I was actually up at 12:04 AM today feeding Critter.  Just a few minutes before, I had looked at his hands and thought A week ago, those hands did not exist.  In the final weeks of my pregnancy, every day, I would wake up and ask Critter if that day was a good day for a birthday (obviously his answer was no).  I also wondered how we would ultimately finish the sentence, On the day you were born.  For example, on the day that Billy was born, Mom made blueberry muffins.  For Critter, it is much simpler than that.  On the day he was born, we only had to live for four minutes without him.  There was no time to do anything else, because on January 30, he was always there.

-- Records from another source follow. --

pub mod ai;
pub mod chain;
pub mod config;
pub mod display;
pub mod error;
pub mod memory;
pub mod params;
pub mod presets;
pub mod prompt;
pub mod session;
pub mod state;

// Re-export main types for convenience
pub use ai::{Completion, CompletionGateway, OpenAIClient};
pub use chain::{ChainSession, ConversationChain};
pub use config::Config;
pub use display::{to_display_pairs, token_usage_line};
pub use error::{ChatError, GatewayError};
pub use memory::WindowMemory;
pub use params::RequestParameters;
pub use presets::PresetStore;
pub use prompt::assemble;
pub use session::{ChatSession, PendingTurn, TurnPlan, TurnReport};
pub use state::{ChatMessage, ChatRole, ConversationState};
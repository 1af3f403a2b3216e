use std::collections::VecDeque;
use std::sync::Mutex;

use async_trait::async_trait;
use chatpad_core::{ChatMessage, Completion, CompletionGateway, GatewayError, RequestParameters};

/// Gateway that replays canned results and records every request it sees.
pub struct ScriptedGateway {
    replies: Mutex<VecDeque<Result<Completion, GatewayError>>>,
    pub calls: Mutex<Vec<Vec<ChatMessage>>>,
}

impl ScriptedGateway {
    pub fn new(replies: Vec<Result<Completion, GatewayError>>) -> Self {
        Self {
            replies: Mutex::new(replies.into()),
            calls: Mutex::new(Vec::new()),
        }
    }

    pub fn replying(content: &str, usage_tokens: u64) -> Self {
        Self::new(vec![Ok(Completion { content: content.to_string(), usage_tokens })])
    }

    pub fn failing(message: &str) -> Self {
        Self::new(vec![Err(GatewayError::Transport(message.to_string()))])
    }

    pub fn call_count(&self) -> usize {
        self.calls.lock().unwrap().len()
    }

    pub fn last_call(&self) -> Vec<ChatMessage> {
        self.calls.lock().unwrap().last().cloned().unwrap_or_default()
    }
}

#[async_trait]
impl CompletionGateway for ScriptedGateway {
    async fn complete(
        &self,
        messages: &[ChatMessage],
        _params: &RequestParameters,
    ) -> Result<Completion, GatewayError> {
        self.calls.lock().unwrap().push(messages.to_vec());
        self.replies
            .lock()
            .unwrap()
            .pop_front()
            .unwrap_or_else(|| Err(GatewayError::Transport("no scripted reply left".to_string())))
    }
}
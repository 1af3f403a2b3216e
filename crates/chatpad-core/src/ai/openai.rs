use std::time::Duration;

use async_trait::async_trait;
use reqwest::Client;
use serde::{Deserialize, Serialize};
use tracing::debug;

use super::{Completion, CompletionGateway};
use crate::error::GatewayError;
use crate::params::RequestParameters;
use crate::state::ChatMessage;

pub const DEFAULT_BASE_URL: &str = "https://api.openai.com";
pub const DEFAULT_MODEL: &str = "gpt-3.5-turbo";
const COMPLETIONS_PATH: &str = "/v1/chat/completions";

#[derive(Serialize)]
struct OpenAIRequest<'a> {
    model: &'a str,
    messages: &'a [ChatMessage],
    temperature: f32,
    max_tokens: u32,
}

#[derive(Deserialize)]
struct OpenAIChoice {
    message: OpenAIResponseMessage,
}

#[derive(Deserialize)]
struct OpenAIResponseMessage {
    #[serde(default)]
    content: Option<String>,
}

#[derive(Deserialize)]
struct OpenAIUsage {
    #[serde(default)]
    total_tokens: u64,
}

#[derive(Deserialize)]
struct OpenAIResponse {
    choices: Vec<OpenAIChoice>,
    #[serde(default)]
    usage: Option<OpenAIUsage>,
}

#[derive(Clone)]
pub struct OpenAIClient {
    client: Client,
    api_key: String,
    model: String,
    url: String,
}

impl OpenAIClient {
    pub fn new(api_key: &str) -> Self {
        Self::with_options(api_key, DEFAULT_MODEL, DEFAULT_BASE_URL, None)
    }

    /// `timeout` of `None` keeps the transport default.
    pub fn with_options(
        api_key: &str,
        model: &str,
        base_url: &str,
        timeout: Option<Duration>,
    ) -> Self {
        let mut builder = Client::builder();
        if let Some(timeout) = timeout {
            builder = builder.timeout(timeout);
        }
        Self {
            client: builder.build().unwrap_or_default(),
            api_key: api_key.to_string(),
            model: model.to_string(),
            url: format!("{}{}", base_url.trim_end_matches('/'), COMPLETIONS_PATH),
        }
    }
}

#[async_trait]
impl CompletionGateway for OpenAIClient {
    async fn complete(
        &self,
        messages: &[ChatMessage],
        params: &RequestParameters,
    ) -> Result<Completion, GatewayError> {
        let request = OpenAIRequest {
            model: &self.model,
            messages,
            temperature: params.temperature,
            max_tokens: params.max_tokens,
        };

        debug!(model = %self.model, messages = messages.len(), "Sending chat completion");

        let response = self.client
            .post(&self.url)
            .header("Authorization", format!("Bearer {}", self.api_key))
            .header("Content-Type", "application/json")
            .json(&request)
            .send()
            .await?;

        if !response.status().is_success() {
            let status = response.status().as_u16();
            let body = response.text().await.unwrap_or_default();
            return Err(GatewayError::Status { status, body });
        }

        let body = response.text().await?;
        let openai_response: OpenAIResponse = serde_json::from_str(&body)
            .map_err(|e| GatewayError::Malformed(e.to_string()))?;

        let content = openai_response.choices
            .into_iter()
            .next()
            .ok_or_else(|| GatewayError::Malformed("response contained no choices".to_string()))?
            .message
            .content
            .unwrap_or_default();

        let usage_tokens = openai_response.usage.map(|u| u.total_tokens).unwrap_or(0);
        debug!(usage_tokens, "Chat completion received");

        Ok(Completion { content, usage_tokens })
    }
}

And with that I am going to ugly cry some happy tears because I have been thinking about that all week and we have a son now and life is beautiful.

Time for some updates!

  • According to my home scale, I have lost 20 pounds and even though I still have a good chunk to go (I am deeply unconcerned about this) and my body has yet to resemble any other body I have ever had, I FEEL LIKE A GAZELLE YOU GUYS.  By the end of January I knew that I was not exactly a fast mover, and to varying degrees you could say that I was aware of how slow things had gotten in terms of what I could/could not do.  But, still!  Now I am just a girl on the go!  Bending over!  Rolling over!  Walking!  Being alive!  So nimble!
  • Every single emotion I feel is either accompanied with laughter OR tears and ALWAYS sweating.  Also, why is there so much sweating? Hormones are insane, y’all.
    • Remember how I was warm for the entirety of the pregnancy and Marcus was always freezing to death?  That beautiful ability to self-heat has vanished just as quickly as it arrived and now, I too, am freezing.  I did not know how good I had it until yesterday I pretty much felt like we lived in an igloo.  And then I promptly apologized to Marcus for very literally freezing him for the last three months.
  • Marcus will return to work next week.  I am equal parts excited for him to do this and terrified.  The good news is that next week is an “off” Friday for him, so my first week alone with Critter will really only be four days long.
  • I joined up with a new moms group that starts on Tuesday.  Stay tuned to see how that goes.
  • We were supposed to have our first pediatrician visit on Friday and then my CRV, for the first time in seven years of owning it, got a flat tire.  What are the odds.  Thank God for AAA and my mother-in-law coming to rescue Critter and I so that Marcus could deal with the rest of the debacle.  Thank God Marcus was with me so he could deal with AAA, the tire store, etc.
  • I had a sweet tension headache for four days this week that resulted in my own personal field trip to the doctor for a blood pressure check.  Ultimately I think we decided that for whatever reason, this is linked to my breastfeeding posture (but in my right shoulder only!).  My ibuprofen and heating pad game is strong right now, let me tell you.  In all seriousness, this is probably the most challenging part of motherhood so far because I would just like for this pain to go away.
  • Critter is sleeping in his crib in the nursery.  I resolved that we would attempt doing this while I was pregnant and so far it is fine.  We are using the baby monitor so if I hear that he is fussing, I simply roll out of bed and walk into the next room.  As y’all know, we live in a townhouse so his nursery shares a wall with our bedroom.  The kid is really never more than 10-15 feet away from us.
  • Today is Critter’s bris.  We will welcome him into the covenant and the Jewish community and finally after eight days we will announce his name to the world.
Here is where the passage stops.